Top of DATA
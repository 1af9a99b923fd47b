use std::process::ExitCode;

use tracing_subscriber::{layer::SubscriberExt, util::SubscriberInitExt};

use parking_seed::Config;

#[tokio::main]
async fn main() -> ExitCode {
    // Initialize tracing
    tracing_subscriber::registry()
        .with(
            tracing_subscriber::EnvFilter::try_from_default_env()
                .unwrap_or_else(|_| "parking_seed=debug,sea_orm=info".into()),
        )
        .with(tracing_subscriber::fmt::layer())
        .init();

    // Load configuration
    let config = match Config::from_env() {
        Ok(config) => config,
        Err(e) => {
            tracing::error!("{}", e);
            return ExitCode::FAILURE;
        }
    };
    tracing::info!(
        api = %config.api_base_url,
        variant = %config.variant,
        tickets = config.ticket_count,
        "Seeding parking database"
    );

    match parking_seed::run(&config).await {
        Ok(report) => {
            for lot in &report.lot_creations {
                tracing::info!(address = %lot.address, status = lot.status, "Lot creation");
            }
            tracing::info!(
                parking_lot_id = %report.parking_lot_id,
                spots = report.parking_spots,
                tickets = report.tickets,
                "Done"
            );
            ExitCode::SUCCESS
        }
        Err(e) => {
            tracing::error!("Seeding failed: {}", e);
            ExitCode::FAILURE
        }
    }
}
Bottom of DATA
Transcribe the full listing above without leaving anything out.

SOLUTION FOR THIS EXERCISE.
repository 1af9a99b923fd47b
use std::process::ExitCode;

use tracing_subscriber::{layer::SubscriberExt, util::SubscriberInitExt};

use parking_seed::Config;

#[tokio::main]
async fn main() -> ExitCode {
    // Initialize tracing
    tracing_subscriber::registry()
        .with(
            tracing_subscriber::EnvFilter::try_from_default_env()
                .unwrap_or_else(|_| "parking_seed=debug,sea_orm=info".into()),
        )
        .with(tracing_subscriber::fmt::layer())
        .init();

    // Load configuration
    let config = match Config::from_env() {
        Ok(config) => config,
        Err(e) => {
            tracing::error!("{}", e);
            return ExitCode::FAILURE;
        }
    };
    tracing::info!(
        api = %config.api_base_url,
        variant = %config.variant,
        tickets = config.ticket_count,
        "Seeding parking database"
    );

    match parking_seed::run(&config).await {
        Ok(report) => {
            for lot in &report.lot_creations {
                tracing::info!(address = %lot.address, status = lot.status, "Lot creation");
            }
            tracing::info!(
                parking_lot_id = %report.parking_lot_id,
                spots = report.parking_spots,
                tickets = report.tickets,
                "Done"
            );
            ExitCode::SUCCESS
        }
        Err(e) => {
            tracing::error!("Seeding failed: {}", e);
            ExitCode::FAILURE
        }
    }
}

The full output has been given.